§§ 670, 675 BGB; §§ 91 Abs. 1 S. 1, 104 ZPO; § 5 RVG; Nrn. 3202, 3401, 7003 bis 7006, Vorbem. 7 Abs. 1 S. 2 VV RVG
Leitsatz
Beauftragt der Hauptbevollmächtigte einer Partei gegen ein Honorar einen Terminsvertreter, um den Anfall von abrechenbaren Kosten in einer das Honorar übersteigenden Höhe zu vermeiden, stellt das vereinbarte Honorar die Gegenleistung allein für die Wahrnehmung des Termins im eigenen Gebühreninteresse des Hauptbevollmächtigten dar und kann der Partei nicht als Aufwendung des Hauptbevollmächtigten in Rechnung gestellt werden (Anschluss an BGH, Beschl. 9.5.2023 – VIII ZB 53/21).
BGH, Beschl. v. 22.5.2023 – VIa ZB 22/22
I. Sachverhalt
Der in München wohnhafte Kläger beauftragte in Düsseldorf ansässige Rechtsanwälte (im Folgenden Hauptbevollmächtigte), vor dem LG München I Ansprüche gegen die Beklagte im Zusammenhang mit dem sogenannten "Dieselskandal" geltend zu machen. In der mündlichen Verhandlung vor dem LG trat für den Kläger ein in München ansässiger Rechtsanwalt auf, dem die Hauptbevollmächtigten eine Terminsvollmacht erteilt hatten. Das LG gab der Klage im Wesentlichen statt und erlegte die Kosten des Rechtsstreits der Beklagten auf. Dagegen legte die Beklagte Berufung ein. In der Verhandlung vor dem OLG München wurde der Kläger erneut durch einen in München ansässigen Rechtsanwalt unter Vorlage einer Terminsvollmacht seiner Hauptbevollmächtigten vertreten. Das Berufungsgericht wies die Berufung der Beklagten kostenpflichtig zurück.
Der Kläger hat, soweit für das Rechtsbeschwerdeverfahren von Interesse, für die erste und die zweite Instanz neben den Terminsgebühren Kosten für die Terminsvertreter i.H.v. 200,00 EUR und 220,00 EUR zzgl. Umsatzsteuer, mithin von 499,80 EUR, nebst Zinsen angemeldet. Hierzu hat er an die Hauptbevollmächtigten gerichtete Rechnungen der Terminsvertreter über mit diesen vereinbarte Pauschalvergütungen nebst Umsatzsteuer vorgelegt.
In seinem Kostenfestsetzungsbeschluss hat das LG die Kosten für die Terminsvertreter abgesetzt. Die dagegen gerichtete sofortige Beschwerde des Klägers ist erfolglos geblieben (OLG München NJW-RR 2022, 1506).

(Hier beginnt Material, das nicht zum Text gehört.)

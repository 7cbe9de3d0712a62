//! Page requests, page settings, and fetched page descriptions.

use thiserror::Error;

const DEFAULT_PAGE_SIZE: u32 = 30;
const MAX_PAGE_SIZE: u32 = 100;

/// Errors raised while interpreting pagination input.
#[derive(Debug, Clone, PartialEq, Eq, Error)]
pub enum PaginationError {
    /// `page[number]` was not a positive integer.
    #[error("page[number] must be a positive integer, got `{value}`")]
    InvalidNumber {
        /// Raw value supplied by the client.
        value: String,
    },
    /// `page[size]` was not a positive integer.
    #[error("page[size] must be a positive integer, got `{value}`")]
    InvalidSize {
        /// Raw value supplied by the client.
        value: String,
    },
    /// Page settings were zero or had a default above the maximum.
    #[error("page sizes must be positive and the default must not exceed the maximum")]
    InvalidSettings,
}

/// Server-side page size policy.
#[derive(Debug, Clone, Copy, PartialEq, Eq)]
pub struct PageSettings {
    default_size: u32,
    max_size: u32,
}

impl Default for PageSettings {
    fn default() -> Self {
        Self {
            default_size: DEFAULT_PAGE_SIZE,
            max_size: MAX_PAGE_SIZE,
        }
    }
}

impl PageSettings {
    /// Build settings from a default and a maximum page size.
    ///
    /// # Errors
    ///
    /// Returns [`PaginationError::InvalidSettings`] when either size is zero
    /// or the default exceeds the maximum.
    pub const fn new(default_size: u32, max_size: u32) -> Result<Self, PaginationError> {
        if default_size == 0 || max_size == 0 || default_size > max_size {
            return Err(PaginationError::InvalidSettings);
        }
        Ok(Self {
            default_size,
            max_size,
        })
    }

    /// Page size used when the client omits `page[size]`.
    #[must_use]
    pub const fn default_size(&self) -> u32 {
        self.default_size
    }

    /// Largest page size the server will return.
    #[must_use]
    pub const fn max_size(&self) -> u32 {
        self.max_size
    }
}

/// A validated, 1-based page request.
#[derive(Debug, Clone, Copy, PartialEq, Eq)]
pub struct PageRequest {
    number: u32,
    size: u32,
}

impl PageRequest {
    /// Build a page request from already-validated parts.
    ///
    /// # Errors
    ///
    /// Returns an error when `number` or `size` is zero.
    pub fn new(number: u32, size: u32) -> Result<Self, PaginationError> {
        if number == 0 {
            return Err(PaginationError::InvalidNumber {
                value: number.to_string(),
            });
        }
        if size == 0 {
            return Err(PaginationError::InvalidSize {
                value: size.to_string(),
            });
        }
        Ok(Self { number, size })
    }

    /// Interpret raw `page[number]` and `page[size]` query values.
    ///
    /// Missing values fall back to page one and the configured default size.
    /// Sizes above the configured maximum are clamped rather than rejected.
    ///
    /// # Errors
    ///
    /// Returns an error when a supplied value is not a positive integer.
    pub fn parse(
        number: Option<&str>,
        size: Option<&str>,
        settings: &PageSettings,
    ) -> Result<Self, PaginationError> {
        let number = match number {
            None => 1,
            Some(raw) => parse_positive(raw).ok_or_else(|| PaginationError::InvalidNumber {
                value: raw.to_owned(),
            })?,
        };
        let size = match size {
            None => settings.default_size,
            Some(raw) => parse_positive(raw)
                .ok_or_else(|| PaginationError::InvalidSize {
                    value: raw.to_owned(),
                })?
                .min(settings.max_size),
        };
        Ok(Self { number, size })
    }

    /// 1-based page number.
    #[must_use]
    pub const fn number(&self) -> u32 {
        self.number
    }

    /// Maximum number of items on the page.
    #[must_use]
    pub const fn size(&self) -> u32 {
        self.size
    }

    /// Number of items preceding this page.
    #[must_use]
    pub fn offset(&self) -> u64 {
        u64::from(self.number.saturating_sub(1)).saturating_mul(u64::from(self.size))
    }
}

fn parse_positive(raw: &str) -> Option<u32> {
    raw.trim().parse::<u32>().ok().filter(|value| *value > 0)
}

/// A fetched page: the request that produced it plus the collection total.
#[derive(Debug, Clone, Copy, PartialEq, Eq)]
pub struct PageInfo {
    request: PageRequest,
    total: u64,
}

impl PageInfo {
    /// Describe a page of a collection holding `total` items.
    #[must_use]
    pub const fn new(request: PageRequest, total: u64) -> Self {
        Self { request, total }
    }

    /// The request this page answers.
    #[must_use]
    pub const fn request(&self) -> PageRequest {
        self.request
    }

    /// Total number of items across all pages.
    #[must_use]
    pub const fn total(&self) -> u64 {
        self.total
    }

    /// Number of the final page. An empty collection still has one page.
    #[must_use]
    pub fn last_page(&self) -> u32 {
        let pages = self.total.div_ceil(u64::from(self.request.size)).max(1);
        u32::try_from(pages).unwrap_or(u32::MAX)
    }

    /// Whether a page precedes this one.
    #[must_use]
    pub const fn has_previous(&self) -> bool {
        self.request.number > 1
    }

    /// Whether a page follows this one.
    #[must_use]
    pub fn has_next(&self) -> bool {
        self.request.number < self.last_page()
    }
}
//! Entity records and their rendered attribute projections.
//!
//! Each record holds every stored column. [`Entity::attributes`] is the
//! explicit allow-list of what clients may see: primary keys, foreign keys
//! and credential columns never appear in it.

use std::fmt;
use std::str::FromStr;

use chrono::{DateTime, SecondsFormat, Utc};
use serde_json::{Map, Value};
use uuid::Uuid;

use super::registry::ForeignKey;
use super::resource::{ResourceId, ResourceKey, ResourceType};

/// Rendered attribute mapping.
pub type Attributes = Map<String, Value>;

/// Render a timestamp the way every document exposes it
/// (`2019-01-01T00:00:00.000000Z`).
pub fn render_timestamp(at: &DateTime<Utc>) -> String {
    at.to_rfc3339_opts(SecondsFormat::Micros, true)
}

/// Account role used by the access gate.
#[derive(Debug, Clone, Copy, PartialEq, Eq, Hash, Default)]
pub enum Role {
    /// Regular account.
    #[default]
    User,
    /// Administrator.
    Admin,
}

impl Role {
    /// Stored and rendered name.
    pub const fn as_str(self) -> &'static str {
        match self {
            Self::User => "user",
            Self::Admin => "admin",
        }
    }
}

impl fmt::Display for Role {
    fn fmt(&self, f: &mut fmt::Formatter<'_>) -> fmt::Result {
        f.write_str(self.as_str())
    }
}

/// Raised for role names other than `user` and `admin`.
#[derive(Debug, Clone, PartialEq, Eq, thiserror::Error)]
#[error("unknown role `{0}`")]
pub struct UnknownRole(pub String);

impl FromStr for Role {
    type Err = UnknownRole;

    fn from_str(s: &str) -> Result<Self, Self::Err> {
        match s {
            "user" => Ok(Self::User),
            "admin" => Ok(Self::Admin),
            other => Err(UnknownRole(other.to_owned())),
        }
    }
}

/// Book author.
#[derive(Debug, Clone, PartialEq, Eq)]
pub struct Author {
    pub id: i64,
    pub name: String,
    pub created_at: DateTime<Utc>,
    pub updated_at: DateTime<Utc>,
}

/// Catalogue entry.
#[derive(Debug, Clone, PartialEq, Eq)]
pub struct Book {
    pub id: i64,
    pub title: String,
    pub description: String,
    pub publication_year: String,
    pub created_at: DateTime<Utc>,
    pub updated_at: DateTime<Utc>,
}

/// A user's comment on a book. Both owners are optional so a comment can be
/// detached by a to-one relationship update.
#[derive(Debug, Clone, PartialEq, Eq)]
pub struct Comment {
    pub id: i64,
    pub message: String,
    pub user_id: Option<Uuid>,
    pub book_id: Option<i64>,
    pub created_at: DateTime<Utc>,
    pub updated_at: DateTime<Utc>,
}

/// Account holder.
#[derive(Debug, Clone, PartialEq, Eq)]
pub struct User {
    pub id: Uuid,
    pub name: String,
    pub email: String,
    pub role: Role,
    /// SHA-256 hex digest; never rendered.
    pub password_digest: String,
    /// Never rendered.
    pub remember_token: Option<String>,
    /// Never rendered.
    pub email_verified_at: Option<DateTime<Utc>>,
    pub created_at: DateTime<Utc>,
    pub updated_at: DateTime<Utc>,
}

/// Any stored record.
#[derive(Debug, Clone, PartialEq, Eq)]
pub enum Entity {
    Author(Author),
    Book(Book),
    Comment(Comment),
    User(User),
}

fn text(value: &str) -> Value {
    Value::String(value.to_owned())
}

fn with_timestamps(
    mut attributes: Attributes,
    created_at: &DateTime<Utc>,
    updated_at: &DateTime<Utc>,
) -> Attributes {
    attributes.insert("created_at".into(), Value::String(render_timestamp(created_at)));
    attributes.insert("updated_at".into(), Value::String(render_timestamp(updated_at)));
    attributes
}

impl Entity {
    /// Discriminator used as the JSON:API `type`.
    pub const fn resource_type(&self) -> ResourceType {
        match self {
            Self::Author(_) => ResourceType::Authors,
            Self::Book(_) => ResourceType::Books,
            Self::Comment(_) => ResourceType::Comments,
            Self::User(_) => ResourceType::Users,
        }
    }

    /// Primary key.
    pub const fn id(&self) -> ResourceId {
        match self {
            Self::Author(author) => ResourceId::Numeric(author.id),
            Self::Book(book) => ResourceId::Numeric(book.id),
            Self::Comment(comment) => ResourceId::Numeric(comment.id),
            Self::User(user) => ResourceId::Uuid(user.id),
        }
    }

    /// Type plus key.
    pub const fn key(&self) -> ResourceKey {
        ResourceKey::new(self.resource_type(), self.id())
    }

    /// Visible attributes, timestamps included.
    pub fn attributes(&self) -> Attributes {
        let mut attributes = Attributes::new();
        match self {
            Self::Author(author) => {
                attributes.insert("name".into(), text(&author.name));
                with_timestamps(attributes, &author.created_at, &author.updated_at)
            }
            Self::Book(book) => {
                attributes.insert("title".into(), text(&book.title));
                attributes.insert("description".into(), text(&book.description));
                attributes.insert("publication_year".into(), text(&book.publication_year));
                with_timestamps(attributes, &book.created_at, &book.updated_at)
            }
            Self::Comment(comment) => {
                attributes.insert("message".into(), text(&comment.message));
                with_timestamps(attributes, &comment.created_at, &comment.updated_at)
            }
            Self::User(user) => {
                attributes.insert("name".into(), text(&user.name));
                attributes.insert("email".into(), text(&user.email));
                attributes.insert("role".into(), text(user.role.as_str()));
                with_timestamps(attributes, &user.created_at, &user.updated_at)
            }
        }
    }

    /// Value of an owned foreign key, if this entity carries it and it is set.
    pub fn owner(&self, foreign_key: ForeignKey) -> Option<ResourceId> {
        match (self, foreign_key) {
            (Self::Comment(comment), ForeignKey::CommentUser) => {
                comment.user_id.map(ResourceId::Uuid)
            }
            (Self::Comment(comment), ForeignKey::CommentBook) => {
                comment.book_id.map(ResourceId::Numeric)
            }
            _ => None,
        }
    }
}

Das Beschwerdegericht hat angenommen, die vom Kläger geltend gemachten Kosten für die Einschaltung der Terminsvertreter seien weder unter dem Gesichtspunkt ersparter Reisekosten der Hauptbevollmächtigten noch als von ihnen getätigte Auslagen festsetzungsfähig. Da die Terminsvertreter von den Hauptbevollmächtigten beauftragt worden seien, seien keine gesetzlichen Gebühren zu ihren Gunsten angefallen, die mit Blick auf sonst entstandene Reisekosten der Hauptbevollmächtigten erstattungsfähig sein könnten. Die den Hauptbevollmächtigten aufgrund der Vergütungsvereinbarungen mit den Terminsvertretern erwachsenen Kosten seien auch nicht als gesetzliche Auslagen erstattungsfähig, weil die von den Hauptbevollmächtigten geschuldete Wahrnehmung der Gerichtstermine durch die infolge der Einschaltung der Terminsvertreter verdienten Terminsgebühren abgegolten sei.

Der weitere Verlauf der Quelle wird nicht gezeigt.